The Darkness that came to our little church, came in the form of a new couple who had an impressive ministry background, a wonderful family, great plans for reaching out in our community, talents and enthusiasm. They were immediately embraced by the majority of the congregation but were indeed, wolves in sheep’s clothing. He became the assistant Pastor and she became the worship leader/pianist. They started a new ministry for unwed mothers and completely became integrated into the church ministry and social structure. Both of them taught Bible studies, Sunday school and took on counseling. He was the Haman to our pastor and she was the Jezebel both being self-proclaimed prophets to the church. Their influence was enormous. If you did not wholly agree with the way things were going, you quickly found yourself being branded as an opposer and threat to their ministry.

As I mentioned, my husband and I had opened a soup kitchen under the authority and direction of the local Ministerial Association (with a 12 church membership) and because our church had the best facilities, it was agreed the best place to hold it. For several months it went well and we served the community with all our heart. But the wolves crept in and began to prey upon the patrons (whose relationships had taken months to develop) with prayer sessions, exorcism and prophesies. The Healing Team would descend upon the meal searching for victims who were ill or in their opinion, possessed and entice them upstairs for prayer sessions. One patron, who had asked for prayer from us, was snatched upstairs for prayer which ended in an exorcism attempt, fled the church in terror and never came back. Infuriated, I confronted the leader of the Healing Team which resulted in our food storage room being broken into and ransacked later that week and was told our co-workers and myself were from Satan. Subsequently, because of our disagreement with the church leaders on this practice, my husband and I were called into the office with the Pastor and his assistant and questioned on our loyalty to the ministry and possible theological difference (which by then we had several!) which was secretly taped. We should have left then. But we stayed because we felt responsible for the little flock in my husband’s care and others who disagreed with the practices of church leadership. It was not a good decision. And though my theology had been righted by then, I still remember the day I stood outside, watering my lawn and wondering how I had gotten so far off track thinking that the only thing I knew for sure was that Jesus died for my sins and I would cling to Him.

That’s what deception does.
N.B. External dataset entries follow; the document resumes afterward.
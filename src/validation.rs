//! Presence checks and decoding helpers for JSON request bodies.
use serde::{Deserialize, Deserializer, de::DeserializeOwned};
use serde_json::{Map, Value};

#[derive(thiserror::Error, Debug)]
pub enum ValidationError {
    #[error("request body is empty")]
    EmptyBody,
    #[error("request body is not valid JSON")]
    Malformed(#[source] serde_json::Error),
    #[error("request body must be a JSON object")]
    NotAnObject,
    #[error("invalid field: {0}")]
    InvalidField(#[source] serde_json::Error),
}

/// Parse a body that must hold a JSON object with at least one key.
///
/// A missing body, `null`, and `{}` all count as empty.
pub fn parse_object(body: &[u8]) -> Result<Map<String, Value>, ValidationError> {
    if body.iter().all(u8::is_ascii_whitespace) {
        return Err(ValidationError::EmptyBody);
    }

    match serde_json::from_slice::<Value>(body).map_err(ValidationError::Malformed)? {
        Value::Null => Err(ValidationError::EmptyBody),
        Value::Object(map) if map.is_empty() => Err(ValidationError::EmptyBody),
        Value::Object(map) => Ok(map),
        _ => Err(ValidationError::NotAnObject),
    }
}

/// Decode a typed payload out of a non-empty JSON object body.
pub fn parse_payload<T: DeserializeOwned>(body: &[u8]) -> Result<T, ValidationError> {
    decode_object(parse_object(body)?)
}

/// Decode typed fields out of an already-parsed object.
pub fn decode_object<T: DeserializeOwned>(map: Map<String, Value>) -> Result<T, ValidationError> {
    serde_json::from_value(Value::Object(map)).map_err(ValidationError::InvalidField)
}

/// A required text field: absent, `null`, and `""` are all missing.
pub fn required_text(value: Option<String>) -> Option<String> {
    value.filter(|v| !v.is_empty())
}

/// Path identifiers that are not integers never match a row.
pub fn parse_id(raw: &str) -> Option<i64> {
    raw.parse().ok()
}

/// Distinguish an explicit `null` (`Some(None)`) from an absent field (`None`).
///
/// Use together with `#[serde(default)]`.
pub fn nullable<'de, D, T>(deserializer: D) -> Result<Option<Option<T>>, D::Error>
where
    D: Deserializer<'de>,
    T: Deserialize<'de>,
{
    Option::<T>::deserialize(deserializer).map(Some)
}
It causes doubt. It raises questions about your belief system. It draws you away from the truth, slowly, one half-truth at a time until you find yourself (if you do) looking back and wondering how you got so far from sound doctrine. It took me 10 months of counseling to undo the damage that had been done to me spiritually, emotionally and doctrinally. My husband went to work in the Bay Area for a season while I healed, raised our children and attended a tiny Baptist Church in the area. I called it my hospital church. When we finally moved from Oregon back to the Bay Area, I was still struggling with trust. It took years to change that.
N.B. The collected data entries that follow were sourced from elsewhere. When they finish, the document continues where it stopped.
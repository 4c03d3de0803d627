//! CRUD endpoints for user accounts.
use axum::{
    Extension, Json,
    body::Bytes,
    extract::Path,
    http::StatusCode,
};
use serde::{Deserialize, Serialize};
use tracing::info;

use super::{Created, Message};
use crate::SharedState;
use crate::db::Store;
use crate::db::user_repo::{NewUser, User, UserChanges};
use crate::error::AppError;
use crate::validation::{self, ValidationError};

pub const NOT_FOUND: &str = "Usuario no encontrado";
const MISSING_FIELDS: &str = "Nombre y contraseña son requeridos";
pub(crate) const NO_DATA: &str = "No se enviaron datos";

/// Wire representation of a user.
#[derive(Debug, Serialize)]
pub struct UserDto {
    pub id: String,
    pub name: String,
    pub password: String,
    pub favorites: Vec<String>,
}

impl From<User> for UserDto {
    fn from(user: User) -> Self {
        Self {
            id: user.id.to_string(),
            name: user.name,
            password: user.password,
            favorites: user.favorites,
        }
    }
}

#[derive(Deserialize)]
pub struct CreateUserRequest {
    pub name: Option<String>,
    pub password: Option<String>,
    pub favorites: Option<Vec<String>>,
}

/// Fields left out keep their stored value.
#[derive(Deserialize)]
pub struct UpdateUserRequest {
    pub name: Option<String>,
    pub password: Option<String>,
    pub favorites: Option<Vec<String>>,
}

impl From<UpdateUserRequest> for UserChanges {
    fn from(req: UpdateUserRequest) -> Self {
        Self {
            name: req.name,
            password: req.password,
            favorites: req.favorites,
        }
    }
}

/// Resolve a raw path id to a stored user, or 404.
pub(crate) async fn find_user_or_404(store: &dyn Store, raw_id: &str) -> Result<User, AppError> {
    let Some(id) = validation::parse_id(raw_id) else {
        return Err(AppError::not_found(NOT_FOUND));
    };
    store
        .find_user(id)
        .await?
        .ok_or_else(|| AppError::not_found(NOT_FOUND))
}

/// Map body errors on update endpoints to a 400.
pub(crate) fn update_rejection(err: ValidationError) -> AppError {
    match err {
        ValidationError::EmptyBody => AppError::bad_request(NO_DATA),
        other => AppError::bad_request(other.to_string()),
    }
}

// GET /users
pub async fn list_users(
    Extension(state): Extension<SharedState>,
) -> Result<Json<Vec<UserDto>>, AppError> {
    let users = state.store.list_users().await?;
    Ok(Json(users.into_iter().map(UserDto::from).collect()))
}

// GET /users/{id}
pub async fn get_user(
    Extension(state): Extension<SharedState>,
    Path(id): Path<String>,
) -> Result<Json<UserDto>, AppError> {
    let user = find_user_or_404(state.store.as_ref(), &id).await?;
    Ok(Json(user.into()))
}

// POST /users
pub async fn create_user(
    Extension(state): Extension<SharedState>,
    body: Bytes,
) -> Result<(StatusCode, Json<Created>), AppError> {
    let req: CreateUserRequest = validation::parse_payload(&body).map_err(|err| match err {
        ValidationError::EmptyBody => AppError::bad_request(MISSING_FIELDS),
        other => AppError::bad_request(other.to_string()),
    })?;

    let (Some(name), Some(password)) = (
        validation::required_text(req.name),
        validation::required_text(req.password),
    ) else {
        return Err(AppError::bad_request(MISSING_FIELDS));
    };

    let id = state
        .store
        .insert_user(&NewUser {
            name,
            password,
            favorites: req.favorites.unwrap_or_default(),
        })
        .await?;
    info!(user_id = id, "user created");

    Ok((
        StatusCode::CREATED,
        Json(Created {
            mensaje: "Usuario creado",
            id: id.to_string(),
        }),
    ))
}

// PUT /users/{id}
pub async fn update_user(
    Extension(state): Extension<SharedState>,
    Path(id): Path<String>,
    body: Bytes,
) -> Result<Json<Message>, AppError> {
    let fields = validation::parse_object(&body).map_err(update_rejection)?;
    let user = find_user_or_404(state.store.as_ref(), &id).await?;
    let req: UpdateUserRequest = validation::decode_object(fields).map_err(update_rejection)?;

    state.store.update_user(user.id, &UserChanges::from(req)).await?;
    info!(user_id = user.id, "user updated");

    Ok(Json(Message::new("Usuario actualizado")))
}

// DELETE /users/{id}
pub async fn delete_user(
    Extension(state): Extension<SharedState>,
    Path(id): Path<String>,
) -> Result<Json<Message>, AppError> {
    let user = find_user_or_404(state.store.as_ref(), &id).await?;
    if !state.store.delete_user(user.id).await? {
        return Err(AppError::not_found(NOT_FOUND));
    }
    info!(user_id = user.id, "user deleted");

    Ok(Json(Message::new("Usuario eliminado")))
}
How can you avoid this trap of subtle deception? By reading, studying and praying. Read your Bible! Know what you believe and test the spirits. Do not compromise unless told to do so by God. It is our responsibility to read for ourselves and not rely upon the pastor or other teachers to feed us the knowledge we should be acquiring ourselves. Study the scriptures in context! By lifting verses out here and there, anyone can make a doctrine or theology that may logically make sense. But God gave us the whole Bible to be taken as a foundation for our belief system, not random verses that can be built into a house of cards. Pray! I can’t emphasize this enough. When something doesn’t ring true in your spirit, then pray for guidance, discernment and wisdom. God promises He will give it to us.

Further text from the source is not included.